(Collected data)
use std::path::PathBuf;

use shader_forge::backend::RenderingBackend;
use shader_forge::compiler::generate_pipeline_sources;
use shader_forge::load_manifest_from_path;
use shader_forge::pipeline::traits::PipelineTrait;
use shader_forge::shader::ShaderStage;

fn cases_root() -> PathBuf {
    PathBuf::from(env!("CARGO_MANIFEST_DIR")).join("tests").join("cases")
}

fn load(case: &str) -> shader_forge::PipelineManifest {
    let path = cases_root().join(case).join("pipeline.json");
    load_manifest_from_path(&path).unwrap_or_else(|e| panic!("case {case}: {e:#}"))
}

#[test]
fn every_case_generates_on_every_backend() {
    for case in ["textured-quad", "particles", "instanced-mesh"] {
        let manifest = load(case);
        for backend in [
            RenderingBackend::OpenGl,
            RenderingBackend::Vulkan,
            RenderingBackend::Bgfx,
            RenderingBackend::Sdl3Gpu,
        ] {
            let generated =
                generate_pipeline_sources(&manifest, backend).unwrap_or_else(|e| panic!("{case} on {backend}: {e:#}"));
            assert_eq!(generated.sources.len(), manifest.stages.len(), "{case} on {backend}");
            for (stage, text) in &generated.sources {
                assert!(text.starts_with("#version "), "{case} {stage} on {backend}");
                assert!(!text.contains("${"), "{case} {stage} on {backend}");
            }
        }
    }
}

#[test]
fn stage_paths_resolve_next_to_the_manifest() {
    let manifest = load("textured-quad");
    assert_eq!(manifest.name.as_deref(), Some("textured-quad"));
    let vertex = manifest.stage(ShaderStage::Vertex).unwrap();
    assert!(vertex.source.as_deref().unwrap_or_default().contains("ark_main"));
    assert_eq!(manifest.traits.len(), 2);
    assert!(matches!(manifest.traits[1], PipelineTrait::CullFace { .. }));
}

#[test]
fn textured_quad_layout() {
    let generated = generate_pipeline_sources(&load("textured-quad"), RenderingBackend::Vulkan).unwrap();
    let layout = &generated.assignment.layout;
    assert_eq!(layout.color_attachment_count, 1);
    assert_eq!(layout.samplers.get("u_Albedo").unwrap().binding(), Some(0));

    let fragment_ubo = &layout.ubos[layout.ubo_for_stage(ShaderStage::Fragment).unwrap()];
    assert_eq!(fragment_ubo.size(), 20);
    assert_eq!(fragment_ubo.slot_of("u_Exposure").unwrap().offset, 16);
    let data = fragment_ubo.initial_data();
    assert_eq!(&data[4..8], &0.5f32.to_le_bytes());

    let fragment = generated.source(ShaderStage::Fragment).unwrap();
    assert!(fragment.contains("layout(set = 2, binding = 0) uniform texture2D u_Albedo_tex;"));
    assert!(fragment.contains("layout(set = 2, binding = 1) uniform sampler u_Albedo_smp;"));
    assert!(fragment.contains("#define u_Albedo sampler2D(u_Albedo_tex, u_Albedo_smp)"));
    assert!(fragment.contains("    float u_Exposure;\n"));
}

#[test]
fn instanced_mesh_streams_and_outputs() {
    let generated = generate_pipeline_sources(&load("instanced-mesh"), RenderingBackend::Vulkan).unwrap();
    let layout = &generated.assignment.layout;
    let instance = layout.stream(1).unwrap();
    assert_eq!(instance.get("Model").unwrap().offset, Some(0));
    assert_eq!(instance.get("NodeId").unwrap().offset, Some(64));
    assert_eq!(instance.stride(), 80);

    let fragment = generated.source(ShaderStage::Fragment).unwrap();
    assert!(fragment.contains("flat in int v_NodeId;"));
    assert!(fragment.contains("FragColor = ark_main(v_WorldNormal) * u_Tint;"));
    assert!(fragment.contains("#define LIGHT_COUNT 4"));
    let vertex = generated.source(ShaderStage::Vertex).unwrap();
    assert!(vertex.contains("v_NodeId = a_NodeId;"));
    assert!(vertex.contains("gl_Position = ark_main(a_Position, a_Normal, v_WorldNormal);"));
}

#[test]
fn particles_compute_keeps_storage_layout() {
    let generated = generate_pipeline_sources(&load("particles"), RenderingBackend::Sdl3Gpu).unwrap();
    let compute = generated.source(ShaderStage::Compute).unwrap();
    assert!(compute.contains("struct Particle {"));
    assert!(compute.contains("set = 1, binding = 0) buffer Particles {"));
    assert!(compute.contains("layout(set = 2, binding = 0) uniform UBO0"));
    assert!(compute.contains("layout(local_size_x = 64) in;"));
    assert!(compute.contains("    ark_main();"));
}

Exercise:
Restate the entries above, keeping every word intact.

Solution to the exercise:
use std::path::PathBuf;

use shader_forge::backend::RenderingBackend;
use shader_forge::compiler::generate_pipeline_sources;
use shader_forge::load_manifest_from_path;
use shader_forge::pipeline::traits::PipelineTrait;
use shader_forge::shader::ShaderStage;

fn cases_root() -> PathBuf {
    PathBuf::from(env!("CARGO_MANIFEST_DIR")).join("tests").join("cases")
}

fn load(case: &str) -> shader_forge::PipelineManifest {
    let path = cases_root().join(case).join("pipeline.json");
    load_manifest_from_path(&path).unwrap_or_else(|e| panic!("case {case}: {e:#}"))
}

#[test]
fn every_case_generates_on_every_backend() {
    for case in ["textured-quad", "particles", "instanced-mesh"] {
        let manifest = load(case);
        for backend in [
            RenderingBackend::OpenGl,
            RenderingBackend::Vulkan,
            RenderingBackend::Bgfx,
            RenderingBackend::Sdl3Gpu,
        ] {
            let generated =
                generate_pipeline_sources(&manifest, backend).unwrap_or_else(|e| panic!("{case} on {backend}: {e:#}"));
            assert_eq!(generated.sources.len(), manifest.stages.len(), "{case} on {backend}");
            for (stage, text) in &generated.sources {
                assert!(text.starts_with("#version "), "{case} {stage} on {backend}");
                assert!(!text.contains("${"), "{case} {stage} on {backend}");
            }
        }
    }
}

#[test]
fn stage_paths_resolve_next_to_the_manifest() {
    let manifest = load("textured-quad");
    assert_eq!(manifest.name.as_deref(), Some("textured-quad"));
    let vertex = manifest.stage(ShaderStage::Vertex).unwrap();
    assert!(vertex.source.as_deref().unwrap_or_default().contains("ark_main"));
    assert_eq!(manifest.traits.len(), 2);
    assert!(matches!(manifest.traits[1], PipelineTrait::CullFace { .. }));
}

#[test]
fn textured_quad_layout() {
    let generated = generate_pipeline_sources(&load("textured-quad"), RenderingBackend::Vulkan).unwrap();
    let layout = &generated.assignment.layout;
    assert_eq!(layout.color_attachment_count, 1);
    assert_eq!(layout.samplers.get("u_Albedo").unwrap().binding(), Some(0));

    let fragment_ubo = &layout.ubos[layout.ubo_for_stage(ShaderStage::Fragment).unwrap()];
    assert_eq!(fragment_ubo.size(), 20);
    assert_eq!(fragment_ubo.slot_of("u_Exposure").unwrap().offset, 16);
    let data = fragment_ubo.initial_data();
    assert_eq!(&data[4..8], &0.5f32.to_le_bytes());

    let fragment = generated.source(ShaderStage::Fragment).unwrap();
    assert!(fragment.contains("layout(set = 2, binding = 0) uniform texture2D u_Albedo_tex;"));
    assert!(fragment.contains("layout(set = 2, binding = 1) uniform sampler u_Albedo_smp;"));
    assert!(fragment.contains("#define u_Albedo sampler2D(u_Albedo_tex, u_Albedo_smp)"));
    assert!(fragment.contains("    float u_Exposure;\n"));
}

#[test]
fn instanced_mesh_streams_and_outputs() {
    let generated = generate_pipeline_sources(&load("instanced-mesh"), RenderingBackend::Vulkan).unwrap();
    let layout = &generated.assignment.layout;
    let instance = layout.stream(1).unwrap();
    assert_eq!(instance.get("Model").unwrap().offset, Some(0));
    assert_eq!(instance.get("NodeId").unwrap().offset, Some(64));
    assert_eq!(instance.stride(), 80);

    let fragment = generated.source(ShaderStage::Fragment).unwrap();
    assert!(fragment.contains("flat in int v_NodeId;"));
    assert!(fragment.contains("FragColor = ark_main(v_WorldNormal) * u_Tint;"));
    assert!(fragment.contains("#define LIGHT_COUNT 4"));
    let vertex = generated.source(ShaderStage::Vertex).unwrap();
    assert!(vertex.contains("v_NodeId = a_NodeId;"));
    assert!(vertex.contains("gl_Position = ark_main(a_Position, a_Normal, v_WorldNormal);"));
}

#[test]
fn particles_compute_keeps_storage_layout() {
    let generated = generate_pipeline_sources(&load("particles"), RenderingBackend::Sdl3Gpu).unwrap();
    let compute = generated.source(ShaderStage::Compute).unwrap();
    assert!(compute.contains("struct Particle {"));
    assert!(compute.contains("set = 1, binding = 0) buffer Particles {"));
    assert!(compute.contains("layout(set = 2, binding = 0) uniform UBO0"));
    assert!(compute.contains("layout(local_size_x = 64) in;"));
    assert!(compute.contains("    ark_main();"));
}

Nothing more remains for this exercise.